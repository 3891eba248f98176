//! Tilemap resolution against an existing tileset lookup.

use itertools::Itertools;

use crate::color::Ramp;
use crate::convert::ConversionError;
use crate::extract::{extract_tiles, ScanOrder};
use crate::grid::PixelGrid;
use crate::lookup::TileLookup;

/// Map every whole tile of `grid` (row-major) to its ordinal in `lookup` plus `offset`.
///
/// Indices wrap on overflow; only their low byte reaches the tilemap string.
/// Fails on the first tile that is not in the lookup.
pub fn resolve<G: PixelGrid + ?Sized>(
    grid: &G,
    lookup: &TileLookup,
    offset: i64,
) -> Result<Vec<i64>, ConversionError> {
    extract_tiles(grid, ScanOrder::RowMajor, Ramp::Tileset)
        .map(|tile| match lookup.get(&tile) {
            Some(ordinal) => Ok((ordinal as i64).wrapping_add(offset)),
            None => Err(ConversionError::MissingTile(tile)),
        })
        .collect()
}

/// Format a tilemap entry as a `0xHH` byte, wrapping into 0..=255
pub fn dec_hex(value: i64) -> String {
    format!("0x{:02X}", value.rem_euclid(256))
}

/// Comma-joined `dec_hex` tokens, no trailing separator
pub fn tilemap_string(indices: &[i64]) -> String {
    indices.iter().map(|&v| dec_hex(v)).join(",")
}
use std::path::PathBuf;
use std::process::ExitCode;

use clap::{Parser, Subcommand};

use tileconv::{Config, ConversionError, TileConverter};

/// Convert images to and from 2 bit per pixel 8x8 tile data
#[derive(Parser)]
#[command(name = "tileconv")]
#[command(version)]
struct Cli {
    /// JSON configuration file; flags override its values
    #[arg(long, global = true)]
    config: Option<PathBuf>,

    #[command(subcommand)]
    command: Commands,
}

#[derive(Subcommand)]
enum Commands {
    /// Print the deduplicated tileset string of an image
    Tiles {
        image: PathBuf,
    },

    /// Print the linear sprite data of an image
    Sprite {
        image: PathBuf,
    },

    /// Print the tilemap of an image against the tiles of a tileset image
    Tilemap {
        image: PathBuf,

        tileset: PathBuf,

        /// Added to every index, may be negative
        #[arg(long, allow_negative_numbers = true)]
        offset: Option<i64>,
    },

    /// Merge the tiles of several images into one tileset PNG
    Tileset {
        /// Output PNG file
        output: PathBuf,

        /// Input images, merged in the given order
        #[arg(required = true)]
        images: Vec<PathBuf>,

        /// Also write a JSON description of the merged tiles
        #[arg(long)]
        json: Option<PathBuf>,

        /// Tiles per row of the output image
        #[arg(long)]
        columns: Option<u32>,
    },
}

fn main() -> ExitCode {
    env_logger::Builder::from_env(env_logger::Env::default().default_filter_or("info"))
        .target(env_logger::Target::Stderr)
        .init();

    let cli = Cli::parse();
    match run(cli) {
        Ok(()) => ExitCode::SUCCESS,
        Err(e) => {
            log::error!("{}", e);
            ExitCode::FAILURE
        }
    }
}

fn run(cli: Cli) -> Result<(), ConversionError> {
    let mut config = match &cli.config {
        Some(path) => Config::from_json_file(path)?,
        None => Config::default(),
    };

    match cli.command {
        Commands::Tiles { image } => {
            println!("{}", TileConverter::new(config).image_to_tiles_string(&image)?);
        }
        Commands::Sprite { image } => {
            println!("{}", TileConverter::new(config).image_to_sprite_string(&image)?);
        }
        Commands::Tilemap {
            image,
            tileset,
            offset,
        } => {
            if let Some(offset) = offset {
                config.tilemap_offset = offset;
            }
            let converter = TileConverter::new(config);
            println!("{}", converter.image_and_tileset_to_tilemap(&image, &tileset)?);
        }
        Commands::Tileset {
            output,
            images,
            json,
            columns,
        } => {
            if json.is_some() {
                config.output_json = json;
            }
            if let Some(columns) = columns {
                config.tileset_columns = columns;
            }
            let converter = TileConverter::new(config);
            converter.images_to_tileset_image(&images, Some(&output))?;
        }
    }

    Ok(())
}
//! Deduplicating tile lookups.
//!
//! A `TileLookup` maps each distinct encoded tile to an ordinal. Ordinals are
//! handed out on first sight, starting at 0, so they always form the dense
//! range `0..len()` and enumerating the lookup yields tiles in ordinal order.

use std::collections::HashMap;

use crate::color::Ramp;
use crate::convert::ConversionError;
use crate::extract::{extract_tiles, ScanOrder};
use crate::grid::PixelGrid;
use crate::tile::{join_tiles, split_tiles, EncodedTile};

/// Insertion-ordered map from encoded tile to ordinal
#[derive(Debug, Clone, Default, PartialEq, Eq)]
pub struct TileLookup {
    /// Tiles in ordinal order
    tiles: Vec<EncodedTile>,
    /// Ordinal of each tile
    ordinals: HashMap<EncodedTile, usize>,
}

impl TileLookup {
    /// Create an empty lookup
    pub fn new() -> Self {
        Self::default()
    }

    /// Build a lookup from a tile sequence, in sequence order
    pub fn build<I>(tiles: I) -> Self
    where
        I: IntoIterator<Item = EncodedTile>,
    {
        let mut lookup = Self::new();
        lookup.extend(tiles);
        lookup
    }

    /// Build the lookup of a grid's tiles in row-major order with the tileset ramp
    pub fn from_grid<G: PixelGrid + ?Sized>(grid: &G) -> Self {
        let lookup = Self::build(extract_tiles(grid, ScanOrder::RowMajor, Ramp::Tileset));
        log::debug!(
            "{}x{} grid has {} unique tiles",
            grid.width(),
            grid.height(),
            lookup.len()
        );
        lookup
    }

    /// Rebuild a lookup from a tileset string, ordinals following the order
    /// of the tiles in the string
    pub fn from_tiles_string(s: &str) -> Result<Self, ConversionError> {
        Ok(Self::build(split_tiles(s)?))
    }

    /// Merge lookups into one.
    ///
    /// Lookups are visited in sequence order and each one in its own ordinal
    /// order. A tile keeps the ordinal it was first given; later duplicates
    /// are coalesced.
    pub fn merge<'a, I>(lookups: I) -> Self
    where
        I: IntoIterator<Item = &'a TileLookup>,
    {
        let mut merged = Self::new();
        for lookup in lookups {
            merged.extend(lookup.tiles.iter().cloned());
        }
        merged
    }

    /// Add a tile if it has not been seen, returning its ordinal
    pub fn insert(&mut self, tile: EncodedTile) -> usize {
        if let Some(&ordinal) = self.ordinals.get(&tile) {
            return ordinal;
        }
        let ordinal = self.tiles.len();
        self.ordinals.insert(tile.clone(), ordinal);
        self.tiles.push(tile);
        ordinal
    }

    /// Ordinal of a tile, if present
    pub fn get(&self, tile: &EncodedTile) -> Option<usize> {
        self.ordinals.get(tile).copied()
    }

    /// Number of distinct tiles
    pub fn len(&self) -> usize {
        self.tiles.len()
    }

    pub fn is_empty(&self) -> bool {
        self.tiles.is_empty()
    }

    /// Tiles in ordinal order
    pub fn tiles(&self) -> &[EncodedTile] {
        &self.tiles
    }

    /// (ordinal, tile) pairs in ordinal order
    pub fn iter(&self) -> impl Iterator<Item = (usize, &EncodedTile)> {
        self.tiles.iter().enumerate()
    }

    /// All tiles concatenated in ordinal order, final separator trimmed
    pub fn tiles_string(&self) -> String {
        join_tiles(&self.tiles)
    }
}

impl Extend<EncodedTile> for TileLookup {
    fn extend<T: IntoIterator<Item = EncodedTile>>(&mut self, iter: T) {
        for tile in iter {
            self.insert(tile);
        }
    }
}

impl FromIterator<EncodedTile> for TileLookup {
    fn from_iter<T: IntoIterator<Item = EncodedTile>>(iter: T) -> Self {
        Self::build(iter)
    }
}
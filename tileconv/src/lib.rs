//! Converts images to and from packed 2 bit per pixel 8x8 tile data.
//!
//! - tileset strings: the deduplicated tiles of an image
//! - sprite data: every tile, column-major, on the sprite color ramp
//! - tilemaps: indices of an image's tiles within a separate tileset image
//! - tileset images: several images' tiles merged and laid out 16 to a row

pub mod color;
pub mod convert;
pub mod extract;
pub mod grid;
pub mod lookup;
pub mod tile;
pub mod tilemap;
pub mod tileset;

pub use color::{color_from_index, quantize_sprite, quantize_tileset, ColorIndex, Ramp};
pub use convert::{
    load_pixels, load_pixels_from_memory, write_png, Config, ConversionError, TileConverter,
    TilesetOutput, TilesetReport,
};
pub use extract::{extract_tiles, sprite_data, ScanOrder};
pub use grid::PixelGrid;
pub use lookup::TileLookup;
pub use tile::{decode_bytes, encode_block, encode_tile, EncodedTile, TileBlock, TILE_SIZE};
pub use tilemap::{dec_hex, resolve, tilemap_string};
pub use tileset::{render, TILESET_COLUMNS};
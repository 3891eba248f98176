//! Color types and utilities for 2 bit per pixel tile data.
//!
//! This module contains color-related functionality including:
//! - `ColorIndex`, the quantized 2 bit color of a single pixel
//! - `Ramp`, the two sample-to-index quantization ramps
//! - `color_from_index`, the sample written back when rendering a tileset

/// Number of bits per color index in tile data
pub const BITS_PER_COLOR: usize = 2;
/// Number of distinct color indices
pub const NUM_COLORS: u8 = 1 << BITS_PER_COLOR;

/// Sample value below which a pixel is considered black
const BLACK_THRESHOLD: u8 = 40;
/// Sample value below which a pixel is considered dark gray
const DARK_THRESHOLD: u8 = 120;
/// Sample value below which a pixel is considered light gray
const LIGHT_THRESHOLD: u8 = 220;

/// A quantized color index in the range 0..=3
#[derive(Copy, Clone, Debug, Default, PartialEq, Eq, Hash, PartialOrd, Ord)]
#[repr(transparent)]
pub struct ColorIndex(u8);

impl ColorIndex {
    /// Create a color index, keeping only the low two bits
    pub const fn new(value: u8) -> Self {
        ColorIndex(value & (NUM_COLORS - 1))
    }

    /// Build a color index from its two bitplane bits
    pub const fn from_planes(low: bool, high: bool) -> Self {
        ColorIndex(low as u8 | (high as u8) << 1)
    }

    /// The raw index value
    pub const fn value(self) -> u8 {
        self.0
    }

    /// Bit 0, which lands in the low bitplane
    pub const fn low_bit(self) -> u8 {
        self.0 & 1
    }

    /// Bit 1, which lands in the high bitplane
    pub const fn high_bit(self) -> u8 {
        (self.0 >> 1) & 1
    }
}

impl From<ColorIndex> for u8 {
    fn from(index: ColorIndex) -> Self {
        index.0
    }
}

/// Quantization ramp used to map a raw sample to a color index.
///
/// The sprite ramp is not monotonic with brightness. It is the ramp the
/// sprite hardware expects and must not be re-derived from the tileset ramp.
#[derive(Copy, Clone, Debug, Default, PartialEq, Eq)]
pub enum Ramp {
    /// Darkest samples map to the highest index
    #[default]
    Tileset,
    /// Alternate ramp used for linear sprite data
    Sprite,
}

impl Ramp {
    /// Quantize a raw 0..=255 sample to a color index
    pub fn quantize(self, sample: u8) -> ColorIndex {
        match self {
            Ramp::Tileset => quantize_tileset(sample),
            Ramp::Sprite => quantize_sprite(sample),
        }
    }
}

/// Tileset and tilemap ramp: [0,40) -> 3, [40,120) -> 2, [120,220) -> 1, [220,256) -> 0
pub fn quantize_tileset(sample: u8) -> ColorIndex {
    ColorIndex::new(match sample {
        s if s < BLACK_THRESHOLD => 3,
        s if s < DARK_THRESHOLD => 2,
        s if s < LIGHT_THRESHOLD => 1,
        _ => 0,
    })
}

/// Sprite ramp: [0,40) -> 3, [40,120) -> 0, [120,220) -> 2, [220,256) -> 1
pub fn quantize_sprite(sample: u8) -> ColorIndex {
    ColorIndex::new(match sample {
        s if s < BLACK_THRESHOLD => 3,
        s if s < DARK_THRESHOLD => 0,
        s if s < LIGHT_THRESHOLD => 2,
        _ => 1,
    })
}

/// Sample value written for a color index when rendering a tileset image.
///
/// This is not the inverse of either ramp. A sample of 180 quantizes to 1 and
/// renders back as 200, so only the index survives a render/extract cycle.
pub fn color_from_index(index: ColorIndex) -> u8 {
    match index.value() {
        0 => 255,
        1 => 200,
        2 => 100,
        _ => 0,
    }
}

-----

WORK TO COMPLETE: Each line in the listing above that contains "bool" should be copied.

SOLUTION TO THIS TASK:
    pub fn is_empty(&self) -> bool {
    pub const fn from_planes(low: bool, high: bool) -> Self {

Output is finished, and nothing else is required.